In America, English is the national language. However, with many different cultures and ways of life, everyone doesn’t speak the same English. In the north, people tend to speak clearly and to some this is correct. In the south, people tend to tie their words together and to some this is incorrect. Ultimately, the question is, is what is good language what is bad and what causes the two.
In Orewell’s piece, he criticizes the English language starting from the teachers who teach us on to the authors who entertain us. He emphasizes how bad language begins with those to people and their bad habits. He also stresses that if we “remain strong in this fight against bad English” then we will soon overcome the bad habits and whatnot. Orewell talks about dying metaphors and usage of words that aren’t in layman term. He suggests that when authors use common metaphors and uncommon scientific words, they are writing incorrectly. Consequently, readers and other writers are reading, writing, and learning incorrectly.
In my opinion, Orewell’s essay was not efficient in any way. He was nothing short of a hypocrite doing what they do best. He speaks of creative writing and original methapors, but he uses neither. He speaks of using cumbersome words that nobody relates to, yet the majority of his essay was written as if he spoke old English. He doesn’t follow any of the rules that he strongly suggests will bring us out of this fight of bad English. He’s setting no example for the so-called unrightfully successful authors and novice writers.

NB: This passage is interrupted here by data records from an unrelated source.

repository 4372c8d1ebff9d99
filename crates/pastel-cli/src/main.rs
use anyhow::{Context, Result};
use clap::Parser;
use tracing::debug;

use pastel_cli::commands;
use pastel_cli::config::Cli;
use pastel_db::SqliteDatabase;
use pastel_service::LocalService;

#[tokio::main]
async fn main() -> Result<()> {
    tracing_subscriber::fmt()
        .with_writer(std::io::stderr)
        .with_env_filter(
            tracing_subscriber::EnvFilter::try_from_default_env()
                .unwrap_or_else(|_| tracing_subscriber::EnvFilter::new("info")),
        )
        .init();

    let cli = Cli::parse();
    let db = SqliteDatabase::open(&cli.db_config()).context("opening metadata database")?;
    let store_config = cli.store_config();
    debug!("attachments at {}", store_config.root.display());
    let store = pastel_store::create_store(&store_config).context("opening attachment store")?;
    let service = LocalService::new(db, store, cli.coordinator_config());

    let mut stdout = std::io::stdout().lock();
    commands::run(&cli, &service, &mut stdout).await
}
use rusqlite::{params, Connection, Row};

use pastel_core::Attachment;

use super::super::{not_found_or, SqliteDatabase, SqliteResultExt};
use crate::DbError;

fn row_to_attachment(row: &Row) -> rusqlite::Result<Attachment> {
    Ok(Attachment {
        id: row.get("id")?,
        paste_id: row.get("paste_id")?,
        slug: row.get("slug")?,
        mime_type: row.get("mime_type")?,
        size: row.get("size")?,
        checksum: row.get("checksum")?,
        created_at: row.get("created_at")?,
    })
}

pub(crate) fn insert(conn: &Connection, attachment: &Attachment) -> Result<(), DbError> {
    conn.execute(
        "INSERT INTO attachments (id, paste_id, slug, mime_type, size, checksum, created_at)
         VALUES (?1, ?2, ?3, ?4, ?5, ?6, ?7)",
        params![
            attachment.id,
            attachment.paste_id,
            attachment.slug,
            attachment.mime_type,
            attachment.size,
            attachment.checksum,
            attachment.created_at,
        ],
    )
    .to_db()?;
    Ok(())
}

pub(crate) fn ids_for_paste(conn: &Connection, paste_id: &str) -> Result<Vec<String>, DbError> {
    let mut stmt = conn
        .prepare("SELECT id FROM attachments WHERE paste_id = ?1 ORDER BY id")
        .to_db()?;
    let ids = stmt
        .query_map(params![paste_id], |row| row.get(0))
        .to_db()?
        .collect::<Result<Vec<String>, _>>()
        .to_db()?;
    Ok(ids)
}

impl SqliteDatabase {
    pub fn get_attachment_by_slug(
        &self,
        paste_id: &str,
        slug: &str,
    ) -> Result<Attachment, DbError> {
        self.with_reader(|conn| {
            conn.query_row(
                "SELECT * FROM attachments WHERE paste_id = ?1 AND slug = ?2",
                params![paste_id, slug],
                row_to_attachment,
            )
            .map_err(not_found_or(|| format!("attachment {paste_id}/{slug}")))
        })
    }

    /// Attachments of a paste, in upload order.
    pub fn list_attachments(&self, paste_id: &str) -> Result<Vec<Attachment>, DbError> {
        self.with_reader(|conn| {
            let mut stmt = conn
                .prepare("SELECT * FROM attachments WHERE paste_id = ?1 ORDER BY id")
                .to_db()?;
            let attachments = stmt
                .query_map(params![paste_id], row_to_attachment)
                .to_db()?
                .collect::<Result<Vec<_>, _>>()
                .to_db()?;
            Ok(attachments)
        })
    }

    /// Checked on the writer, so a row being inserted by an open transaction
    /// is reported once that transaction has finished.
    pub fn attachment_exists(&self, id: &str) -> Result<bool, DbError> {
        self.with_conn(|conn| {
            conn.query_row(
                "SELECT EXISTS(SELECT 1 FROM attachments WHERE id = ?1)",
                params![id],
                |row| row.get(0),
            )
            .to_db()
        })
    }

    pub fn count_attachments(&self) -> Result<i64, DbError> {
        self.with_reader(|conn| {
            conn.query_row("SELECT count(*) FROM attachments", [], |row| row.get(0))
                .to_db()
        })
    }
}
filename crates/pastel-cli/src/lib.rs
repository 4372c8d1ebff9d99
pub mod commands;
pub mod config;
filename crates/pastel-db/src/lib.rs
pub mod sqlite;

pub use sqlite::queries::Purged;
pub use sqlite::{PasteTx, SqliteDatabase};

pub use pastel_core::paths::data_dir;

use thiserror::Error;

#[derive(Debug, Error)]
pub enum DbError {
    #[error("not found: {0}")]
    NotFound(String),

    /// A uniqueness constraint was violated.
    #[error("conflict: {0}")]
    Conflict(String),

    #[error("database error: {0}")]
    Internal(String),

    #[error("io error: {0}")]
    Io(#[from] std::io::Error),
}

impl From<DbError> for pastel_core::PasteError {
    fn from(e: DbError) -> Self {
        match e {
            DbError::NotFound(msg) => pastel_core::PasteError::NotFound(msg),
            DbError::Conflict(msg) => pastel_core::PasteError::Conflict(msg),
            other => pastel_core::PasteError::Persistence(other.to_string()),
        }
    }
}

/// Configuration for the metadata database.
#[derive(Debug, Clone, Default)]
pub struct DbConfig {
    /// Path to the SQLite file. `None` uses `<data dir>/pastel.db`.
    pub sqlite_path: Option<String>,
}

impl DbConfig {
    /// Build from `PASTEL_DB_PATH`.
    pub fn from_env() -> Self {
        Self {
            sqlite_path: std::env::var("PASTEL_DB_PATH").ok(),
        }
    }
}

#[cfg(test)]
mod tests {
    use super::*;
    use pastel_core::PasteError;

    #[test]
    fn db_errors_map_onto_paste_errors() {
        assert!(matches!(
            PasteError::from(DbError::NotFound("paste x".into())),
            PasteError::NotFound(_)
        ));
        assert!(matches!(
            PasteError::from(DbError::Conflict("slug".into())),
            PasteError::Conflict(_)
        ));
        assert!(matches!(
            PasteError::from(DbError::Internal("disk I/O error".into())),
            PasteError::Persistence(_)
        ));
    }
}
pub(crate) mod migrations;
pub mod queries;
mod tx;

pub use tx::PasteTx;

use std::path::{Path, PathBuf};
use std::sync::atomic::{AtomicUsize, Ordering};
use std::sync::{Arc, Mutex, MutexGuard, PoisonError, TryLockError};

use rusqlite::{Connection, TransactionBehavior};
use tracing::debug;

use crate::{DbConfig, DbError};

/// Extension trait that converts `rusqlite::Result<T>` into `Result<T, DbError>`.
///
/// Calling `.to_db()?` is the shortest way to map rusqlite errors inside the
/// query modules.
pub(crate) trait SqliteResultExt<T> {
    fn to_db(self) -> Result<T, DbError>;
}

impl<T> SqliteResultExt<T> for rusqlite::Result<T> {
    fn to_db(self) -> Result<T, DbError> {
        self.map_err(map_sqlite_err)
    }
}

/// Map a `rusqlite::Error` into a `DbError`, singling out uniqueness
/// violations as `DbError::Conflict`.
pub(crate) fn map_sqlite_err(e: rusqlite::Error) -> DbError {
    if let rusqlite::Error::SqliteFailure(err, msg) = &e {
        if err.code == rusqlite::ErrorCode::ConstraintViolation
            && matches!(
                err.extended_code,
                rusqlite::ffi::SQLITE_CONSTRAINT_UNIQUE | rusqlite::ffi::SQLITE_CONSTRAINT_PRIMARYKEY
            )
        {
            return DbError::Conflict(msg.clone().unwrap_or_else(|| err.to_string()));
        }
    }
    DbError::Internal(e.to_string())
}

/// Map a single-row lookup error, turning "no rows" into `DbError::NotFound`.
pub(crate) fn not_found_or(entity: impl FnOnce() -> String) -> impl FnOnce(rusqlite::Error) -> DbError {
    move |e| match e {
        rusqlite::Error::QueryReturnedNoRows => DbError::NotFound(entity()),
        other => map_sqlite_err(other),
    }
}

/// Read connections opened next to the writer on file-backed databases.
const READ_CONNECTIONS: usize = 4;

/// Connections used only for reads. In WAL mode they see the last
/// committed state and never wait for the writer.
struct ReadPool {
    conns: Vec<Mutex<Connection>>,
    next: AtomicUsize,
}

impl ReadPool {
    fn open(path: &Path, size: usize) -> Result<Self, DbError> {
        let mut conns = Vec::with_capacity(size);
        for _ in 0..size {
            let conn = Connection::open(path).to_db()?;
            conn.execute_batch(
                "PRAGMA query_only=ON;
                 PRAGMA busy_timeout=5000;",
            )
            .to_db()?;
            conns.push(Mutex::new(conn));
        }
        Ok(Self {
            conns,
            next: AtomicUsize::new(0),
        })
    }

    fn get(&self) -> Option<MutexGuard<'_, Connection>> {
        for conn in &self.conns {
            match conn.try_lock() {
                Ok(guard) => return Some(guard),
                Err(TryLockError::Poisoned(e)) => return Some(e.into_inner()),
                Err(TryLockError::WouldBlock) => {}
            }
        }
        let len = self.conns.len();
        if len == 0 {
            return None;
        }
        let i = self.next.fetch_add(1, Ordering::Relaxed) % len;
        Some(self.conns[i].lock().unwrap_or_else(PoisonError::into_inner))
    }
}

/// SQLite metadata store: one writer connection plus a small pool of
/// readers.
///
/// In-memory databases cannot share state across connections, so they
/// read through the writer.
#[derive(Clone)]
pub struct SqliteDatabase {
    conn: Arc<Mutex<Connection>>,
    readers: Arc<ReadPool>,
}

impl SqliteDatabase {
    pub fn open(config: &DbConfig) -> Result<Self, DbError> {
        let path = config
            .sqlite_path
            .as_deref()
            .map(PathBuf::from)
            .unwrap_or_else(|| crate::data_dir().join("pastel.db"));
        std::fs::create_dir_all(path.parent().unwrap_or(Path::new(".")))?;
        Self::open_path(&path)
    }

    pub fn open_path(path: &Path) -> Result<Self, DbError> {
        let conn = Connection::open(path).to_db()?;
        conn.execute_batch(
            "PRAGMA journal_mode=WAL;
             PRAGMA foreign_keys=ON;
             PRAGMA busy_timeout=5000;",
        )
        .to_db()?;
        debug!("opened metadata database at {}", path.display());
        let mut db = Self::from_connection(conn)?;
        // Readers open after migrations so they see the schema.
        db.readers = Arc::new(ReadPool::open(path, READ_CONNECTIONS)?);
        Ok(db)
    }

    pub fn open_in_memory() -> Result<Self, DbError> {
        let conn = Connection::open_in_memory().to_db()?;
        conn.execute_batch("PRAGMA foreign_keys=ON;").to_db()?;
        Self::from_connection(conn)
    }

    fn from_connection(conn: Connection) -> Result<Self, DbError> {
        let db = Self {
            conn: Arc::new(Mutex::new(conn)),
            readers: Arc::new(ReadPool {
                conns: Vec::new(),
                next: AtomicUsize::new(0),
            }),
        };
        db.with_conn(|conn| migrations::run(conn))?;
        Ok(db)
    }

    // Every transaction rolls back when dropped, so a connection whose lock
    // was poisoned mid-transaction is still consistent.
    fn lock(&self) -> MutexGuard<'_, Connection> {
        self.conn.lock().unwrap_or_else(PoisonError::into_inner)
    }

    /// Run `f` on the writer connection. Waits for any open transaction.
    pub(crate) fn with_conn<F, T>(&self, f: F) -> Result<T, DbError>
    where
        F: FnOnce(&Connection) -> Result<T, DbError>,
    {
        let conn = self.lock();
        f(&conn)
    }

    /// Run a read-only `f` on a reader connection, falling back to the
    /// writer when there are none.
    pub(crate) fn with_reader<F, T>(&self, f: F) -> Result<T, DbError>
    where
        F: FnOnce(&Connection) -> Result<T, DbError>,
    {
        match self.readers.get() {
            Some(conn) => f(&conn),
            None => self.with_conn(f),
        }
    }

    /// Run `f` inside an immediate transaction.
    ///
    /// Commits when `f` returns `Ok`. Any error from `f`, a failed commit, or
    /// a panic rolls the transaction back.
    pub fn in_transaction<F, T, E>(&self, f: F) -> Result<T, E>
    where
        F: FnOnce(&PasteTx<'_>) -> Result<T, E>,
        E: From<DbError>,
    {
        let mut conn = self.lock();
        let tx = conn
            .transaction_with_behavior(TransactionBehavior::Immediate)
            .to_db()?;
        let value = f(&PasteTx::new(&tx))?;
        tx.commit().to_db()?;
        Ok(value)
    }

    /// Cheap liveness check. Does not wait for an open write transaction.
    pub fn ping(&self) -> Result<(), DbError> {
        self.with_reader(|conn| {
            conn.query_row("SELECT 1", [], |row| row.get::<_, i64>(0))
                .to_db()?;
            Ok(())
        })
    }
}
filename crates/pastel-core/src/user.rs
use chrono::{DateTime, Utc};
use serde::{Deserialize, Serialize};

/// Id of the sentinel user that owns unauthenticated submissions.
pub const ANONYMOUS_USER_ID: &str = "00000000-0000-0000-0000-000000000000";
pub const ANONYMOUS_USERNAME: &str = "anonymous";

#[derive(Debug, Clone, PartialEq, Eq, Serialize, Deserialize)]
pub struct User {
    pub id: String,
    pub username: String,
    pub created_at: DateTime<Utc>,
}

impl User {
    pub fn is_anonymous(&self) -> bool {
        self.id == ANONYMOUS_USER_ID
    }
}

pub fn is_anonymous_id(id: &str) -> bool {
    id == ANONYMOUS_USER_ID
}
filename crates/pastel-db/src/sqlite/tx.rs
use rusqlite::Connection;

use pastel_core::{Attachment, Paste};

use super::queries::{attachments, pastes};
use crate::DbError;

/// Statements available inside [`SqliteDatabase::in_transaction`].
///
/// [`SqliteDatabase::in_transaction`]: super::SqliteDatabase::in_transaction
pub struct PasteTx<'a> {
    conn: &'a Connection,
}

impl<'a> PasteTx<'a> {
    pub(crate) fn new(conn: &'a Connection) -> Self {
        Self { conn }
    }

    pub(crate) fn conn(&self) -> &'a Connection {
        self.conn
    }

    /// Insert a paste row. A duplicate `(owner_id, slug)` is `DbError::Conflict`.
    pub fn insert_paste(&self, paste: &Paste) -> Result<(), DbError> {
        pastes::insert(self.conn, paste)
    }

    /// Insert an attachment row. A duplicate `(paste_id, slug)` is
    /// `DbError::Conflict`.
    pub fn insert_attachment(&self, attachment: &Attachment) -> Result<(), DbError> {
        attachments::insert(self.conn, attachment)
    }

    /// Owner id of a paste, expired or not.
    pub fn paste_owner(&self, paste_id: &str) -> Result<String, DbError> {
        pastes::owner_of(self.conn, paste_id)
    }

    /// Delete a paste and its attachment rows, returning the ids of the
    /// removed attachments.
    pub fn delete_paste(&self, paste_id: &str) -> Result<Vec<String>, DbError> {
        let attachment_ids = attachments::ids_for_paste(self.conn, paste_id)?;
        pastes::delete(self.conn, paste_id)?;
        Ok(attachment_ids)
    }
}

The English language has many different meanings, expressions, causes and effects. So many, that there can no be one specific person determining which are the most perfect. As stated before different regions of the U.S. determine how those people talk, so unconsciously people read and write the way they speak. Many authors use metaphors to allow the audience to better relate to the message their relaying. Many authors use scientific and uncommon words to help broaden their readers vocabulary and to expose them to more than they knew before reading their piece. These critical readers pick up dictionaries and thesauruses and begin to further explore the language they’re so familiar with.
Orewell is neither the most qualified nor perfect person to suggest how authors should write. After all, no on is criticizing his piece and how it negatively drew the audience in. If he is criticizing the way English is taught then he’s ultimately criticizing the way people interpret. Many people are doing just fine without Orewell’s negative views of the English language.